9. Januar 2012, 7:50 Uhr
Der Kommentar
Heute soll ein schöner Tag werden auf der Frühchenstation im Klinikum Bremen Mitte. Die Bremer Gesundheitssenatorin wird die Station wieder eröffnen, auf der im vergangenen Jahr drei Kinder an einem gefährlichen Keim gestorben waren. Alles neu oder neudeutsch "Frühchenstation Version 2.0“ wird ab heute gestartet. Neue Geräte, neue Wärmebettchen, neue Hygienevorschriften und neuer Linoleumboden. Nichts wünscht sich das Personal mehr, als die Rückkehr zur Normalität, das sagen Politiker, Klinikleitung und die Mitarbeiter selbst.
Doch noch ist nichts normal. Weit weg - ganz weit weg ist die Normalität für alle Beteiligten. Nicht zuletzt für die Eltern der toten Kinder.

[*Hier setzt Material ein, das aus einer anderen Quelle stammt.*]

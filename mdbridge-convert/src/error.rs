//! Error types for conversion operations

use std::fmt;

/// Errors that can occur during a conversion
#[derive(Debug, Clone, PartialEq)]
pub enum ConvertError {
    /// Input was empty or whitespace-only
    EmptyInput,
    /// No converter registered for the requested mode
    ConverterNotFound(String),
    /// Error while serializing an HTML DOM back to text
    SerializationError(String),
    /// Unexpected failure inside the pipeline (a caught panic)
    Internal(String),
}

impl fmt::Display for ConvertError {
    fn fmt(&self, f: &mut fmt::Formatter<'_>) -> fmt::Result {
        match self {
            ConvertError::EmptyInput => write!(f, "Please provide content to convert"),
            ConvertError::ConverterNotFound(name) => write!(f, "Converter '{name}' not found"),
            ConvertError::SerializationError(msg) => write!(f, "Serialization error: {msg}"),
            ConvertError::Internal(msg) => write!(f, "{msg}"),
        }
    }
}

impl std::error::Error for ConvertError {}
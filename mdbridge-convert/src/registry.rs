//! Converter registry for direction discovery and selection
//!
//! This module provides a centralized registry for the available converters.
//! Converters are registered and retrieved by [`Mode`].

use crate::config::{ConversionConfig, Mode};
use crate::converter::{Conversion, Converter};
use crate::error::ConvertError;
use std::collections::HashMap;

/// Registry of converters
///
/// # Examples
///
/// ```ignore
/// let registry = ConverterRegistry::default();
/// let converter = registry.get(Mode::MarkdownToHtml)?;
/// let result = converter.convert("# Title", &ConversionConfig::default())?;
/// ```
pub struct ConverterRegistry {
    converters: HashMap<Mode, Box<dyn Converter>>,
}

impl ConverterRegistry {
    /// Create a new empty registry
    pub fn new() -> Self {
        ConverterRegistry {
            converters: HashMap::new(),
        }
    }

    /// Register a converter
    ///
    /// If a converter for the same mode already exists, it will be replaced.
    pub fn register<C: Converter + 'static>(&mut self, converter: C) {
        self.converters.insert(converter.mode(), Box::new(converter));
    }

    /// Get the converter for a mode
    pub fn get(&self, mode: Mode) -> Result<&dyn Converter, ConvertError> {
        self.converters
            .get(&mode)
            .map(|c| c.as_ref())
            .ok_or_else(|| ConvertError::ConverterNotFound(mode.to_string()))
    }

    /// Check if a converter exists for a mode
    pub fn has(&self, mode: Mode) -> bool {
        self.converters.contains_key(&mode)
    }

    /// List registered modes (sorted by name)
    pub fn list_modes(&self) -> Vec<Mode> {
        let mut modes: Vec<_> = self.converters.keys().copied().collect();
        modes.sort_by_key(|m| m.as_str());
        modes
    }

    /// Detect the conversion mode from a filename's extension
    ///
    /// # Examples
    ///
    /// ```ignore
    /// let registry = ConverterRegistry::default();
    /// assert_eq!(registry.detect_mode_from_filename("doc.md"), Some(Mode::MarkdownToHtml));
    /// assert_eq!(registry.detect_mode_from_filename("page.html"), Some(Mode::HtmlToMarkdown));
    /// assert_eq!(registry.detect_mode_from_filename("doc.unknown"), None);
    /// ```
    pub fn detect_mode_from_filename(&self, filename: &str) -> Option<Mode> {
        let extension = std::path::Path::new(filename)
            .extension()
            .and_then(|ext| ext.to_str())?;

        self.converters
            .values()
            .find(|c| c.source_extensions().contains(&extension))
            .map(|c| c.mode())
    }

    /// Run the converter selected by `config.mode`
    pub fn convert(
        &self,
        source: &str,
        config: &ConversionConfig,
    ) -> Result<Conversion, ConvertError> {
        self.get(config.mode)?.convert(source, config)
    }

    /// Create a registry with both built-in directions
    pub fn with_defaults() -> Self {
        let mut registry = Self::new();
        registry.register(crate::formats::MarkdownToHtml);
        registry.register(crate::formats::HtmlToMarkdown);
        registry
    }
}

impl Default for ConverterRegistry {
    fn default() -> Self {
        Self::with_defaults()
    }
}
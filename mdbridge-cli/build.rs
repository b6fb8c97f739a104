use clap::{Arg, ArgAction, Command, ValueHint};
use clap_complete::{generate_to, shells::*};
use std::env;
use std::io::Error;

// Mirror of the modes from mdbridge-convert's Mode enum
// We need to duplicate this here since build scripts can't access the library
const AVAILABLE_MODES: &[&str] = &["markdown-to-html", "html-to-markdown"];

fn input_arg() -> Arg {
    Arg::new("input")
        .help("Input file path, or '-' for stdin")
        .required(true)
        .index(1)
        .value_hint(ValueHint::FilePath)
}

fn mode_arg() -> Arg {
    Arg::new("mode")
        .long("mode")
        .help("Conversion direction")
        .value_parser(clap::builder::PossibleValuesParser::new(AVAILABLE_MODES))
        .value_hint(ValueHint::Other)
}

fn main() -> Result<(), Error> {
    println!("cargo:rerun-if-changed=build.rs");

    let outdir = match env::var_os("OUT_DIR") {
        None => return Ok(()),
        Some(outdir) => outdir,
    };

    let mut cmd = Command::new("mdbridge")
        .version(env!("CARGO_PKG_VERSION"))
        .about("Convert Markdown to HTML and HTML back to Markdown")
        .arg(
            Arg::new("list-modes")
                .long("list-modes")
                .help("List available conversion modes")
                .action(ArgAction::SetTrue),
        )
        .arg(
            Arg::new("config")
                .long("config")
                .help("Path to a mdbridge.toml configuration file")
                .value_hint(ValueHint::FilePath),
        )
        .arg(
            Arg::new("log-level")
                .long("log-level")
                .help("Log filter when RUST_LOG is unset")
                .value_parser(["error", "warn", "info", "debug", "trace"]),
        )
        .subcommand(
            Command::new("convert")
                .about("Convert a document")
                .arg(input_arg())
                .arg(mode_arg())
                .arg(
                    Arg::new("output")
                        .long("output")
                        .short('o')
                        .help("Output file path")
                        .value_hint(ValueHint::FilePath),
                )
                .arg(
                    Arg::new("stats")
                        .long("stats")
                        .help("Print statistics as JSON on stderr")
                        .action(ArgAction::SetTrue),
                )
                .arg(
                    Arg::new("json")
                        .long("json")
                        .help("Print the full conversion report as JSON")
                        .action(ArgAction::SetTrue),
                ),
        )
        .subcommand(
            Command::new("stats")
                .about("Print conversion statistics as JSON")
                .arg(input_arg())
                .arg(mode_arg()),
        )
        .subcommand(Command::new("generate-css").about("Output the default CSS"));

    // Generate completions for bash
    generate_to(Bash, &mut cmd, "mdbridge", &outdir)?;

    // Generate completions for zsh
    generate_to(Zsh, &mut cmd, "mdbridge", &outdir)?;

    // Generate completions for fish
    generate_to(Fish, &mut cmd, "mdbridge", &outdir)?;

    Ok(())
}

Trotz des fröhlichen Tages heute auf der neuen Frühchenstation: Für Gesundheitssenatorin Jürgens-Pieper kommen die schwierigen Zeiten erst noch. Denn der Untersuchungsausschuss in der Bremischen Bürgerschaft hat mit seiner Arbeit gerade erst angefangen. In dieser Woche werden die ersten wichtigen Zeugen vernommen. Dann erst wird die von allen geforderte schonungslose Aufklärung beginnen. Doch der Bremer Senat konnte diese Arbeit der Parlamentarier nicht abwarten.
Mit Rückendeckung aus der Bremer Politik sei der Leiter der Kinderklinik gefeuert worden, so der Vorwurf einiger Ärzte am Klinikum Bremen Mitte in einem offenen Brief. Ein Bauernopfer, damit Ruhe herrscht! Und damit der Druck auf den eigentlichen Verantwortlichen, den Chef der Gesundheit Nord, Diethelm Hansen, nicht mehr so groß ist. Denn den braucht man noch.
Dass mit der fristlosen Entlassung von Professor Hans-Iko Hupperts eine Institution entlassen wurde, scheint den Verantwortlichen egal zu sein. Bundesweit hat sich Huppertz mit seinem Team in der Kindermedizin einen guten Ruf erarbeitet. Hinter vorgehaltener Hand hört man das auch aus der Gesundheitsbehörde. Nur offen sagt das im Moment niemand. Noch ist nicht klar, welche Fehler Huppertz zuzuschreiben sind und welche nicht. Der Untersuchungsausschuss soll es herausfinden. Bis dahin hätte es eine Beurlaubung vom Dienst auch getan. Jetzt ist der Ruf des Mediziners für immer beschädigt.
Der Chef des Klinikverbunds Gesundheit-Nord, Hansen hat da mehr Rückhalt bei seiner Senatorin. Im Gegensatz zu Huppertz sitzt der Geno-Chef immer noch warm und trocken in seinem Büro.
Obwohl der Umbau des Klinikums Bremen Mitte sich endlos verzögert und gerade zu einem Millionengrab für Bremen wird...
Obwohl die Motivation der Ärzte und Pfleger an seinen Kliniken seit Langem ihren absoluten Tiefpunkt erreicht hat...
Und auch, obwohl die Krankenkassen Hansens Klinikverbund Rechnungen in zweistelliger Millionenhöhe nicht bezahlen, weil die Abrechnungen schlampig geführt werden.
All das spielt für die Gesundheitssenatorin aber keine so große Rolle.
Die Bremer CDU fordert seit Bekanntwerden des Skandals die sofortige Beurlaubung Hansens. Doch hier funktioniert die Rhetorik der Bremer Politik einwandfrei. Die Antwort des Senats: Erst müsse der Untersuchungsausschuss seine Arbeit machen...
Ein leicht durchschaubares Schmierentheater wird der Öffentlichkeit hier seit zwei Monaten vorgeführt. Auch Bremens Bürgermeister Jens Böhrnsen von der SPD ahnt das. Denn der Regierungschef ist mittlerweile völlig von der Bühne dieses Dramas verschwunden. Anfangs forderte er noch öffentlich einen Bericht über die Vorgänge. Dieser Bericht liegt inzwischen vor. Doch Bürgermeister Böhrnsen schweigt und schickt stattdessen seinen Justizstaatsrat vor die Kameras und Mikrofone.
Heute wäre ein guter Tag für ihn, sich zu Wort zu melden. Aber bei noch lange kein normaler Tag im Klinikum Mitte.